Through a short order, pending the detailed judgment by the consensus of all the five judges, the petition was dismissed. (PLD 1984 FSC 136) As Faiz Ahmad Faiz once said, “Par terey ehad sey agey to ye dastoor na tha” [This was not the law before your time]. (Quoted by Hazrat Mirza Tahir AhmadrhKhutbat-e-Tahir, Vol. 3, p. 399) The judgment presented a textbook example of “a historical reversal, of earlier court commitments to safeguarding rights and religious freedoms of minorities”. (The Nation and Its Heretics: Courts, State Authority and Minority Rights in Pakistan, Sadia Saeed, Indiana University, Bloomington, pp. 1-2)

The reasons that could not be accepted by the independent judiciary since 1953 to 1978 became acceptable by it under a dictator’s rule. The judges in 1953, exposing the unreasonable nature of the demands against Ahmadis said that the Prime Minister “could not have accepted the demands as it would certainly have exposed Pakistan to ridicule and disillusioned the international world of her claims as an advancing, progressive and democratic State.” (Report of the Court of Inquiry Constituted Under Punjab Act II of 1954 to Enquire into the Punjab Disturbances of 1953, p. 264) But in 1984 the judges, by giving this judgment that justified the acceptance of these demands by a dictator, practically declared: Who cares about Pakistan? 

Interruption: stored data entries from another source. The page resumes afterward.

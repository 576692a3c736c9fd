use serde::Deserialize;
use std::path::{Path, PathBuf};
use thiserror::Error;
use tracing::debug;

// =============================================================================
// Time-related constants
// =============================================================================

/// Timeout for a single chart lookup in milliseconds (30 seconds)
pub const FETCH_TIMEOUT_MS: u64 = 30_000;

/// Delay between starting each lookup to avoid rate limiting (10ms)
pub const FETCH_STAGGER_DELAY_MS: u64 = 10;

/// Retries for lookups that fail with a transient error
pub const DEFAULT_MAX_RETRIES: u32 = 2;

/// Base delay for exponential retry backoff in milliseconds
pub const DEFAULT_RETRY_BACKOFF_MS: u64 = 200;

/// Artifact Hub package metadata endpoint; `{}` is replaced by the chart key
pub const DEFAULT_API_URL_TEMPLATE: &str = "https://artifacthub.io/api/v1/packages/helm/{}";

/// Environment variable overriding the config file location
pub const CONFIG_ENV: &str = "HELMFILE_AUDIT_CONFIG";

const APP_DIR: &str = "helmfile-audit";

#[derive(Debug, Error)]
pub enum ConfigError {
    #[error("Failed to read config {path:?}: {source}")]
    Io {
        path: PathBuf,
        source: std::io::Error,
    },

    #[error("Invalid config: {0}")]
    Parse(#[from] serde_json::Error),
}

/// Top-level configuration structure
#[derive(Debug, Clone, Deserialize, Default, PartialEq)]
#[serde(default, rename_all = "camelCase")]
pub struct AuditConfig {
    pub source: SourceConfig,
    pub lookup: LookupConfig,
    pub logging: LoggingConfig,
}

/// Which external lookup mechanism answers "what is the latest version"
#[derive(Debug, Clone, Copy, Deserialize, Default, PartialEq, Eq, clap::ValueEnum)]
#[serde(rename_all = "camelCase")]
pub enum SourceKind {
    #[default]
    ArtifactHub,
    HelmSearch,
}

/// Version source configuration
#[derive(Debug, Clone, Deserialize, PartialEq)]
#[serde(default, rename_all = "camelCase")]
pub struct SourceConfig {
    pub kind: SourceKind,
    pub api_url_template: String,
    pub helm_binary: String,
}

impl Default for SourceConfig {
    fn default() -> Self {
        Self {
            kind: SourceKind::ArtifactHub,
            api_url_template: DEFAULT_API_URL_TEMPLATE.to_string(),
            helm_binary: "helm".to_string(),
        }
    }
}

/// Lookup fan-out configuration
#[derive(Debug, Clone, Deserialize, PartialEq)]
#[serde(default, rename_all = "camelCase")]
pub struct LookupConfig {
    pub timeout_ms: u64,
    pub stagger_delay_ms: u64,
    pub max_retries: u32,
    pub retry_backoff_ms: u64,
}

impl Default for LookupConfig {
    fn default() -> Self {
        Self {
            timeout_ms: FETCH_TIMEOUT_MS,
            stagger_delay_ms: FETCH_STAGGER_DELAY_MS,
            max_retries: DEFAULT_MAX_RETRIES,
            retry_backoff_ms: DEFAULT_RETRY_BACKOFF_MS,
        }
    }
}

#[derive(Debug, Clone, Deserialize, PartialEq)]
#[serde(default, rename_all = "camelCase")]
pub struct LoggingConfig {
    pub level: String,
    pub json: bool,
}

impl Default for LoggingConfig {
    fn default() -> Self {
        Self {
            level: "info".to_string(),
            json: false,
        }
    }
}

impl AuditConfig {
    /// Load the config from the default location, falling back to defaults
    /// when no file exists.
    pub fn load() -> Result<Self, ConfigError> {
        Self::load_from(&config_path())
    }

    pub fn load_from(path: &Path) -> Result<Self, ConfigError> {
        let content = match std::fs::read_to_string(path) {
            Ok(content) => content,
            Err(e) if e.kind() == std::io::ErrorKind::NotFound => {
                debug!("No config at {:?}, using defaults", path);
                return Ok(Self::default());
            }
            Err(source) => {
                return Err(ConfigError::Io {
                    path: path.to_path_buf(),
                    source,
                });
            }
        };

        Ok(serde_json::from_str(&content)?)
    }
}

/// Returns the path to the data directory for helmfile-audit.
/// Uses $XDG_DATA_HOME/helmfile-audit if XDG_DATA_HOME is set,
/// otherwise falls back to ~/.local/share/helmfile-audit,
/// or ./helmfile-audit if neither is available.
pub fn data_dir() -> PathBuf {
    base_dir_with_env(
        std::env::var("XDG_DATA_HOME").ok(),
        dirs::home_dir(),
        ".local/share",
    )
}

/// Returns the path to the config file.
/// $HELMFILE_AUDIT_CONFIG wins, then $XDG_CONFIG_HOME, then ~/.config.
pub fn config_path() -> PathBuf {
    if let Ok(path) = std::env::var(CONFIG_ENV) {
        return PathBuf::from(path);
    }
    base_dir_with_env(
        std::env::var("XDG_CONFIG_HOME").ok(),
        dirs::home_dir(),
        ".config",
    )
    .join("config.json")
}

fn base_dir_with_env(
    xdg_home: Option<String>,
    home_dir: Option<PathBuf>,
    home_relative: &str,
) -> PathBuf {
    let base = xdg_home
        .map(PathBuf::from)
        .or_else(|| home_dir.map(|home| home.join(home_relative)))
        .unwrap_or_else(|| PathBuf::from("."));

    base.join(APP_DIR)
}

The Court, showing its utter disregard to human decency, incorporated in its detailed judgment irrelevant material and presented in judicial garments what was already available in the public domain as malicious content and hate speech against Ahmadis and was being propagated by the clergy. (Ordinance XX of 1984 Before the Federal Shariat Court [Urdu], Mujeeb-ur-Rahman, p. 203) The petitioners protested against this illegal, illogical and indecent attitude of the Court in their appeal. (ibid., p. 213)

To the utter astonishment of the international legal fraternity, the detailed judgment was signed by the four judges while the fifth judge’s opinion, who was the Chief Justice of that Court, was not mentioned anywhere. (Gustaf Patern, (1987) Pakistan: Human Rights after Martial Law. Geneva: International Commission of Jurists. p. 62) Though the petition was dismissed, the Court accepted almost all the arguments of the petitioners. (Ordinance XX of 1984 Before the Federal Shariat Court [Urdu], Mujeeb-ur-Rahman, p. 201) As a matter of faith, all five judges were not only themselves a party to the petition, rather they also lacked the moral courage to declare “I disapprove of what you say, but I will defend to the death your right to say it.” 

As a conclusion of the conclusion, we would like to quote here the verse of Mirza Ghalib as cited by Hazrat Mirza Tahir Ahmadrh when he commented on the expected outcome of the petition. Hazrat Mirza Tahir Ahmad, Khalifatul Masih IVrh says, “I had written to the petitioners at the very beginning of the proceedings:

Qaasid ke atey atey khat ik aur likh rakhun; mein janta hoon jo vo likheingey javab mein’

[Better I write another letter before the messenger returns; I know what they will be writing in reply to my letter already sent.] (Hazrat Mirza Tahir Ahmadrh, Khutbat-e-Tahir, Vol. 3, p. 447)

The petitioners made an appeal before the Shariat Appellate Bench of the Supreme Court, but on the hearing date they found that two of the judges to hear the appeal had already publically approved the legality of the infamous Ordinance XX of 1984. These judges insisted to continue to sit on the bench. There was no wisdom to argue an appeal before judges sitting with such closed minds so the petitioners sagaciously withdrew their appeal.